This is the Haik who begat his son Aramaniac in Babylon. Aramaniac begat many sons and daughters, of whom Aramais was the firstborn. Aramais had many sons and daughters, of whom Amasiah was the eldest. Amasiah begat many sons and daughters; Gegham was the firstborn. Gegham also begat many sons and daughters, of which Garma was the firstborn. Garma had many sons and daughters, the eldest of them was Aram. Aram also begat many sons and daughters, of which Aray the Handsome was the eldest.
These are the names of the ancestral men, the firstborn in Babylon, and they went to the countries of the North, to the land of Ararad. Haik migrated from Babylon with his wife, children, and all his property. He went and settled in the land of Ararad, at the foot of the mountain, in the house that had previously been built by father Zervan with his brothers.
After that, Haik bequeathed this property to his grandson Kadmiy, the son of Aramaniak. He moved from there, and went to the North, and settled in one elevated meadow. This field was named Hark (fathers
) in the name of the fathers. On the same occasion, the country received the name Haik, with all the Hais.
With mighty strength, Haik was handsome, skilled in throwing arrows, and was a strong fighter.

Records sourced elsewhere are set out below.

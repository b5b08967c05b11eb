//! GPU copies of the volume resource set
//!
//! Every slot always holds a texture: absent resources are replaced by 1x1
//! fallbacks that read as empty space (volume 0, gradient 0.5 which decodes
//! to zero, transparent LUT, black environment). Sampler state is fixed at
//! upload time.

use crate::error::Result;
use crate::gl_resources::OwnedTexture;
use glam::Vec3;
use glow::*;
use std::sync::Arc;
use volume::{CubeFace, EnvironmentMap, GradientVolume, ResourceSet, TransferFunction, Volume};

/// Texture unit assignments shared with the shaders
pub const VOLUME_UNIT: u32 = 0;
pub const GRADIENT_UNIT: u32 = 1;
pub const LUT_UNIT: u32 = 2;
pub const ENVIRONMENT_UNIT: u32 = 3;

const VOLUME_BORDER: [f32; 4] = [0.0; 4];
const GRADIENT_BORDER: [f32; 4] = [0.5, 0.5, 0.5, 0.0];

/// Uploaded resources plus bookkeeping about which ones are real
#[derive(Debug)]
pub struct GpuResources {
    volume: OwnedTexture,
    gradient: OwnedTexture,
    lut: OwnedTexture,
    environment: OwnedTexture,
    volume_dims: Vec3,
    has_volume: bool,
}

impl GpuResources {
    /// Upload every resource in `resources`, substituting fallbacks
    pub fn upload(gl: &Arc<Context>, resources: &ResourceSet) -> Result<Self> {
        let volume = match &resources.volume {
            Some(v) => upload_volume(gl, v)?,
            None => {
                tracing::warn!("no volume bound, photon march sees empty space");
                upload_r32f_3d(gl, 1, 1, 1, &[0.0])?
            }
        };
        let gradient = match &resources.gradient {
            Some(g) => upload_gradient(gl, g)?,
            None => upload_fallback_gradient(gl)?,
        };
        let lut = match &resources.lut {
            Some(l) => upload_lut(gl, l)?,
            None => {
                tracing::warn!("no transfer function bound, surfaces are black");
                upload_rgba32f_1d(gl, 1, &[0.0; 4])?
            }
        };
        let environment = match &resources.environment {
            Some(e) => upload_environment(gl, e)?,
            None => {
                tracing::warn!("no environment map bound, background is black");
                upload_environment(gl, &EnvironmentMap::uniform(Vec3::ZERO))?
            }
        };

        let volume_dims = resources
            .volume
            .as_ref()
            .map_or(Vec3::ONE, |v| v.dims().as_vec3());

        Ok(Self {
            volume,
            gradient,
            lut,
            environment,
            volume_dims,
            has_volume: resources.volume.is_some(),
        })
    }

    /// Voxel dimensions for the `u_tex_dim` uniform
    pub fn volume_dims(&self) -> Vec3 {
        self.volume_dims
    }

    pub fn has_volume(&self) -> bool {
        self.has_volume
    }

    /// # Safety
    /// Requires an active OpenGL context
    pub unsafe fn bind_volume(&self, gl: &Context, unit: u32) {
        unsafe { bind(gl, unit, TEXTURE_3D, &self.volume) }
    }

    /// # Safety
    /// Requires an active OpenGL context
    pub unsafe fn bind_gradient(&self, gl: &Context, unit: u32) {
        unsafe { bind(gl, unit, TEXTURE_3D, &self.gradient) }
    }

    /// # Safety
    /// Requires an active OpenGL context
    pub unsafe fn bind_lut(&self, gl: &Context, unit: u32) {
        unsafe { bind(gl, unit, TEXTURE_1D, &self.lut) }
    }

    /// # Safety
    /// Requires an active OpenGL context
    pub unsafe fn bind_environment(&self, gl: &Context, unit: u32) {
        unsafe { bind(gl, unit, TEXTURE_CUBE_MAP, &self.environment) }
    }

    /// Bind all four textures to their default units
    ///
    /// # Safety
    /// Requires an active OpenGL context
    pub unsafe fn bind_all(&self, gl: &Context) {
        unsafe {
            self.bind_volume(gl, VOLUME_UNIT);
            self.bind_gradient(gl, GRADIENT_UNIT);
            self.bind_lut(gl, LUT_UNIT);
            self.bind_environment(gl, ENVIRONMENT_UNIT);
            gl.active_texture(TEXTURE0);
        }
    }
}

unsafe fn bind(gl: &Context, unit: u32, target: u32, texture: &OwnedTexture) {
    unsafe {
        gl.active_texture(TEXTURE0 + unit);
        gl.bind_texture(target, Some(texture.raw()));
    }
}

unsafe fn set_linear(gl: &Context, target: u32) {
    unsafe {
        gl.tex_parameter_i32(target, TEXTURE_MIN_FILTER, LINEAR as i32);
        gl.tex_parameter_i32(target, TEXTURE_MAG_FILTER, LINEAR as i32);
    }
}

unsafe fn set_3d_border(gl: &Context, border: &[f32; 4]) {
    unsafe {
        set_linear(gl, TEXTURE_3D);
        gl.tex_parameter_i32(TEXTURE_3D, TEXTURE_WRAP_S, CLAMP_TO_BORDER as i32);
        gl.tex_parameter_i32(TEXTURE_3D, TEXTURE_WRAP_T, CLAMP_TO_BORDER as i32);
        gl.tex_parameter_i32(TEXTURE_3D, TEXTURE_WRAP_R, CLAMP_TO_BORDER as i32);
        gl.tex_parameter_f32_slice(TEXTURE_3D, TEXTURE_BORDER_COLOR, border);
    }
}

fn upload_volume(gl: &Arc<Context>, volume: &Volume) -> Result<OwnedTexture> {
    let dims = volume.dims();
    tracing::info!(
        width = dims.width,
        height = dims.height,
        depth = dims.depth,
        "uploading volume texture"
    );
    upload_r32f_3d(gl, dims.width, dims.height, dims.depth, volume.data())
}

fn upload_r32f_3d(
    gl: &Arc<Context>,
    width: u32,
    height: u32,
    depth: u32,
    data: &[f32],
) -> Result<OwnedTexture> {
    let texture = OwnedTexture::new(gl)?;
    unsafe {
        gl.bind_texture(TEXTURE_3D, Some(texture.raw()));
        gl.pixel_store_i32(UNPACK_ALIGNMENT, 1);
        gl.tex_image_3d(
            TEXTURE_3D,
            0,
            R32F as i32,
            width as i32,
            height as i32,
            depth as i32,
            0,
            RED,
            FLOAT,
            PixelUnpackData::Slice(Some(bytemuck::cast_slice(data))),
        );
        set_3d_border(gl, &VOLUME_BORDER);
        gl.bind_texture(TEXTURE_3D, None);
    }
    Ok(texture)
}

fn upload_gradient(gl: &Arc<Context>, gradient: &GradientVolume) -> Result<OwnedTexture> {
    let dims = gradient.dims();
    let bytes = gradient.to_rgb8();
    let texture = OwnedTexture::new(gl)?;
    unsafe {
        gl.bind_texture(TEXTURE_3D, Some(texture.raw()));
        gl.pixel_store_i32(UNPACK_ALIGNMENT, 1);
        gl.tex_image_3d(
            TEXTURE_3D,
            0,
            RGB8 as i32,
            dims.width as i32,
            dims.height as i32,
            dims.depth as i32,
            0,
            RGB,
            UNSIGNED_BYTE,
            PixelUnpackData::Slice(Some(&bytes)),
        );
        set_3d_border(gl, &GRADIENT_BORDER);
        gl.bind_texture(TEXTURE_3D, None);
    }
    Ok(texture)
}

/// Float texel so the bias decodes to exactly zero
fn upload_fallback_gradient(gl: &Arc<Context>) -> Result<OwnedTexture> {
    let texel = [0.5f32; 3];
    let texture = OwnedTexture::new(gl)?;
    unsafe {
        gl.bind_texture(TEXTURE_3D, Some(texture.raw()));
        gl.tex_image_3d(
            TEXTURE_3D,
            0,
            RGB32F as i32,
            1,
            1,
            1,
            0,
            RGB,
            FLOAT,
            PixelUnpackData::Slice(Some(bytemuck::cast_slice(&texel))),
        );
        set_3d_border(gl, &GRADIENT_BORDER);
        gl.bind_texture(TEXTURE_3D, None);
    }
    Ok(texture)
}

fn upload_lut(gl: &Arc<Context>, lut: &TransferFunction) -> Result<OwnedTexture> {
    upload_rgba32f_1d(gl, lut.len() as u32, &lut.to_rgba_f32())
}

fn upload_rgba32f_1d(gl: &Arc<Context>, width: u32, data: &[f32]) -> Result<OwnedTexture> {
    let texture = OwnedTexture::new(gl)?;
    unsafe {
        gl.bind_texture(TEXTURE_1D, Some(texture.raw()));
        gl.tex_image_1d(
            TEXTURE_1D,
            0,
            RGBA32F as i32,
            width as i32,
            0,
            RGBA,
            FLOAT,
            PixelUnpackData::Slice(Some(bytemuck::cast_slice(data))),
        );
        set_linear(gl, TEXTURE_1D);
        gl.tex_parameter_i32(TEXTURE_1D, TEXTURE_WRAP_S, CLAMP_TO_EDGE as i32);
        gl.bind_texture(TEXTURE_1D, None);
    }
    Ok(texture)
}

fn upload_environment(gl: &Arc<Context>, environment: &EnvironmentMap) -> Result<OwnedTexture> {
    let size = environment.size() as i32;
    let texture = OwnedTexture::new(gl)?;
    unsafe {
        gl.bind_texture(TEXTURE_CUBE_MAP, Some(texture.raw()));
        gl.pixel_store_i32(UNPACK_ALIGNMENT, 1);
        for face in CubeFace::ALL {
            let texels = environment.face_rgb_f32(face);
            gl.tex_image_2d(
                TEXTURE_CUBE_MAP_POSITIVE_X + face.index() as u32,
                0,
                RGB32F as i32,
                size,
                size,
                0,
                RGB,
                FLOAT,
                PixelUnpackData::Slice(Some(bytemuck::cast_slice(&texels))),
            );
        }
        set_linear(gl, TEXTURE_CUBE_MAP);
        gl.tex_parameter_i32(TEXTURE_CUBE_MAP, TEXTURE_WRAP_S, CLAMP_TO_EDGE as i32);
        gl.tex_parameter_i32(TEXTURE_CUBE_MAP, TEXTURE_WRAP_T, CLAMP_TO_EDGE as i32);
        gl.tex_parameter_i32(TEXTURE_CUBE_MAP, TEXTURE_WRAP_R, CLAMP_TO_EDGE as i32);
        gl.bind_texture(TEXTURE_CUBE_MAP, None);
    }
    Ok(texture)
}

At that time, reigned in Babylon a hero-hunter, Bel-Titanide, magnificent and ranked among the Gods; he possessed extraordinary strength, and his neck was of great beauty. He was the king of all the nations scattered over the face of the Earth. Having used magical means before their eyes and distributing royal orders to all peoples, in a fit of his bold pride, he created his own likeness and forced everyone to worship him and make sacrifices (to him) as God. And immediately all nations carried out his order; but a certain Haik, from the foremen of the people, did not submit to him, did not put his image in his house, and did not give him divine honors. And his name was Haik, against whom a terrible hatred was born in King Bel. King Bel, having gathered an army in Babylon, rushed to Haik to kill him.
He reaches their fatherly home, built at the foot of the mountain the land of Ararad. Kadm fled to his father in Hark to notify him of this and said:
King Bel rushed at you and reached our house, and now I, with my wife and children, are on the run.
Haik takes with him Aramaniac and Kadm, his sons, warrior-knights, though in small numbers.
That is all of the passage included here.